Panttaja begins her article by explaining the importance of the opening scene in the story. Panttaja is resolute that Cinderella is not at all “motherless” but well mothered. Panttaja states that Cinderella plants a twig on her mother's grave, which becomes a great hazel tree in which enchanted birds live. The hazel tree then provides magic to Cinderella and aids her to achieve marriage. The author goes on to compare the goals of the two mothers in the story. The two mothers are quite similar in the text because each is wholly devoted to their daughters well being. Panttaja then draws our attention to how Cinderella competes for the Prince's attention; for Cinderella does not “woo” the prince by her character, but rather her clothing. Cinderella wins because her mother is able to provide a magical dress that overcomes all earthly clothes. In the Grimms version of the story Cinderella is described as “deformed.” The clothes do a incredible job because they turn a “deformed” woman into a miraculous marriage partner. Panttaja end the article by saying that Cinderella, in alliance with her mother, bewitches the prince in order to gain the power and prestige that will ensue upon her marriage to the prince, nobility.
First, the story begins with the unthinkable, the loss of a mother. This is an important subject because many children feel that their mother is their primary caregiver and life seems impossible without her. Cinderella tries to teach children that life is indeed possible after the loss of a beloved family member. Cinderella teaches faith and hope.
Secondly, the hazel tree is not just a way for Cinderella to be crafty and win over the prince, but rather provides a supernatural means of accomplishing balance. The tree can be thought of as karma, she planted the tree in remembrance of her mother and how one’s actions can help you later in life.
Finally, magic is the energy of fate. Magic comes in two forms, good and evil. Evil magic always brings demise to its weilder, while good magic is a reward of being righteous. So by saying that the prince was only attracted to the clothes of Cinderella is out of proportion. Cinderella’s faithful suffering made her deserving of the good magic or reward.
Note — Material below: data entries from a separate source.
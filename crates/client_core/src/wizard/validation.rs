//! Per-step rules. Every function here is a pure function of the draft.

use crate::fields::{looks_like_image, parse_date, parse_time, validate_web_url};

use super::draft::{EventDraft, Field, FieldErrors};

pub const MIN_TITLE_LEN: usize = 3;

pub fn validate_step(step: u8, draft: &EventDraft) -> FieldErrors {
    let mut errors = FieldErrors::new();
    match step {
        1 => basics(draft, &mut errors),
        3 => schedule_and_place(draft, &mut errors),
        4 => settings(draft, &mut errors),
        5 => media(draft, &mut errors),
        _ => {}
    }
    errors
}

fn basics(draft: &EventDraft, errors: &mut FieldErrors) {
    let title = draft.title.trim();
    if title.is_empty() {
        errors.insert(Field::Title, "Title is required".to_string());
    } else if title.chars().count() < MIN_TITLE_LEN {
        errors.insert(
            Field::Title,
            format!("Title must be at least {MIN_TITLE_LEN} characters"),
        );
    }
}

fn schedule_and_place(draft: &EventDraft, errors: &mut FieldErrors) {
    let start_date = if draft.date.trim().is_empty() {
        errors.insert(Field::Date, "Date is required".to_string());
        None
    } else {
        let parsed = parse_date(&draft.date);
        if parsed.is_none() {
            errors.insert(
                Field::Date,
                "Date must be a valid calendar date (YYYY-MM-DD)".to_string(),
            );
        }
        parsed
    };

    let start_time = if draft.time.trim().is_empty() {
        errors.insert(Field::Time, "Time is required".to_string());
        None
    } else {
        let parsed = parse_time(&draft.time);
        if parsed.is_none() {
            errors.insert(Field::Time, "Time must be in HH:MM format".to_string());
        }
        parsed
    };

    if draft.event_type.needs_location() && draft.location.trim().is_empty() {
        errors.insert(
            Field::Location,
            "Location is required for in-person events".to_string(),
        );
    }

    if draft.event_type.needs_online_url() {
        if draft.online_url.trim().is_empty() {
            errors.insert(
                Field::OnlineUrl,
                "Meeting link is required for online events".to_string(),
            );
        } else if let Err(err) = validate_web_url(&draft.online_url) {
            errors.insert(Field::OnlineUrl, format!("Meeting link is invalid: {err}"));
        }
    }

    let end_date = if draft.end_date.trim().is_empty() {
        start_date
    } else {
        match parse_date(&draft.end_date) {
            Some(end) => {
                if start_date.is_some_and(|start| end < start) {
                    errors.insert(
                        Field::EndDate,
                        "End date cannot be before the start date".to_string(),
                    );
                }
                Some(end)
            }
            None => {
                errors.insert(
                    Field::EndDate,
                    "End date must be a valid calendar date (YYYY-MM-DD)".to_string(),
                );
                None
            }
        }
    };

    if !draft.end_time.trim().is_empty() {
        match parse_time(&draft.end_time) {
            Some(end) => {
                let same_day = start_date.is_some() && start_date == end_date;
                if same_day && start_time.is_some_and(|start| end <= start) {
                    errors.insert(
                        Field::EndTime,
                        "End time must be after the start time".to_string(),
                    );
                }
            }
            None => {
                errors.insert(Field::EndTime, "End time must be in HH:MM format".to_string());
            }
        }
    }
}

fn settings(draft: &EventDraft, errors: &mut FieldErrors) {
    if let Err(message) = parse_capacity(&draft.capacity) {
        errors.insert(Field::Capacity, message.to_string());
    }

    if !draft.price.is_finite() || draft.price < 0.0 {
        errors.insert(Field::Price, "Price cannot be negative".to_string());
    }

    if let Err(message) = parse_min_age(&draft.min_age) {
        errors.insert(Field::MinAge, message.to_string());
    }

    if !draft.rsvp_deadline.trim().is_empty() {
        match parse_date(&draft.rsvp_deadline) {
            Some(deadline) => {
                if parse_date(&draft.date).is_some_and(|event_date| deadline > event_date) {
                    errors.insert(
                        Field::RsvpDeadline,
                        "RSVP deadline must be on or before the event date".to_string(),
                    );
                }
            }
            None => {
                errors.insert(
                    Field::RsvpDeadline,
                    "RSVP deadline must be a valid calendar date (YYYY-MM-DD)".to_string(),
                );
            }
        }
    }
}

/// The image link is optional; when given it must point at an image file.
fn media(draft: &EventDraft, errors: &mut FieldErrors) {
    let raw = draft.image_url.trim();
    if raw.is_empty() {
        return;
    }
    match validate_web_url(raw) {
        Ok(url) if looks_like_image(&url) => {}
        Ok(_) => {
            errors.insert(
                Field::ImageUrl,
                "Image link must point to a png, jpg, gif, webp, svg or avif file".to_string(),
            );
        }
        Err(err) => {
            errors.insert(Field::ImageUrl, format!("Image link is invalid: {err}"));
        }
    }
}

/// Empty input means "no limit".
pub(crate) fn parse_capacity(raw: &str) -> Result<Option<u32>, &'static str> {
    let raw = raw.trim();
    if raw.is_empty() {
        return Ok(None);
    }
    match raw.parse::<i64>() {
        Ok(value) if value < 1 => Err("Capacity must be at least 1"),
        Ok(value) => u32::try_from(value)
            .map(Some)
            .map_err(|_| "Capacity is too large"),
        Err(_) => Err("Capacity must be a whole number"),
    }
}

pub(crate) fn parse_min_age(raw: &str) -> Result<Option<u32>, &'static str> {
    let raw = raw.trim();
    if raw.is_empty() {
        return Ok(None);
    }
    raw.parse::<u32>()
        .map(Some)
        .map_err(|_| "Minimum age must be a whole number")
}
use std::{path::PathBuf, sync::Arc};

use anyhow::{Context, Result};
use clap::{Parser, Subcommand};
use client_core::{Anonymous, ApiClient, EventsApi, StaticToken, TokenProvider};
use shared::domain::EventId;
use tracing_subscriber::EnvFilter;

mod commands;
mod config;

use config::{load_settings, Settings};

#[derive(Parser, Debug)]
#[command(name = "eventflow", about = "Create, edit and browse EventFlow events")]
struct Args {
    /// Settings file (defaults to ./eventflow.toml when present).
    #[arg(long, global = true)]
    config: Option<PathBuf>,
    #[command(subcommand)]
    command: Command,
}

#[derive(Subcommand, Debug)]
enum Command {
    /// Create an event from a TOML draft.
    Create {
        #[arg(long)]
        draft: PathBuf,
    },
    /// Apply a TOML draft to an existing event.
    Edit {
        #[arg(long)]
        id: String,
        #[arg(long)]
        draft: PathBuf,
    },
    Show {
        #[arg(long)]
        id: String,
    },
    /// Print a month of events.
    Calendar {
        #[arg(long)]
        year: i32,
        #[arg(long)]
        month: u32,
        #[arg(long)]
        category: Option<String>,
    },
    Invite {
        #[arg(long)]
        id: String,
        #[arg(required = true)]
        emails: Vec<String>,
    },
}

fn build_client(settings: &Settings) -> Result<ApiClient> {
    let tokens: Arc<dyn TokenProvider> = match &settings.api_token {
        Some(token) => Arc::new(StaticToken::new(token.clone())),
        None => Arc::new(Anonymous),
    };
    ApiClient::with_timeout(&settings.api_url, tokens, settings.request_timeout())
        .with_context(|| format!("invalid api_url {}", settings.api_url))
}

#[tokio::main]
async fn main() -> Result<()> {
    tracing_subscriber::fmt()
        .with_env_filter(
            EnvFilter::try_from_default_env().unwrap_or_else(|_| EnvFilter::new("info")),
        )
        .init();
    let args = Args::parse();

    let settings = load_settings(args.config.as_deref())?;
    let client = build_client(&settings)?;
    tracing::debug!(api_url = %client.base_url(), "client ready");

    match args.command {
        Command::Create { draft } => {
            let patch = commands::read_patch(&draft)?;
            let (id, report) = commands::create_event(&client, patch).await?;
            println!("Created event {id}");
            print!("{}", commands::render_invites(&report));
        }
        Command::Edit { id, draft } => {
            let patch = commands::read_patch(&draft)?;
            let (id, report) = commands::edit_event(&client, &EventId::new(id), patch).await?;
            println!("Updated event {id}");
            print!("{}", commands::render_invites(&report));
        }
        Command::Show { id } => {
            let record = client
                .get_event(&EventId::new(id.clone()))
                .await
                .with_context(|| format!("failed to load event {id}"))?;
            println!("{}", serde_json::to_string_pretty(&record)?);
        }
        Command::Calendar {
            year,
            month,
            category,
        } => {
            let category = category
                .as_deref()
                .map(commands::parse_category)
                .transpose()?;
            let grid = commands::month_grid(&client, year, month, category).await?;
            print!("{}", commands::render_grid(&grid));
        }
        Command::Invite { id, emails } => {
            let mut guests = client_core::fields::GuestList::new();
            for rejected in guests.extend(emails.iter().map(String::as_str)) {
                eprintln!("skipping {rejected}");
            }
            let report =
                commands::invite_guests(&client, &EventId::new(id), guests.as_slice()).await;
            print!("{}", commands::render_invites(&report));
        }
    }

    Ok(())
}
The prince came to appreciate the character of Cinderella and not her clothing.
To conclude, Elisabeth Panttaja’s Article tries to defy the true nature of Cinderella and the love between her and the prince, but fables, fairy tales, and stories provide a sense of faith, hope, and good deeds. Their individual elements would not make sense in the world today. These particular stories are so simple that we must accept them at face value; they are only good to us whole and they do not run very deep.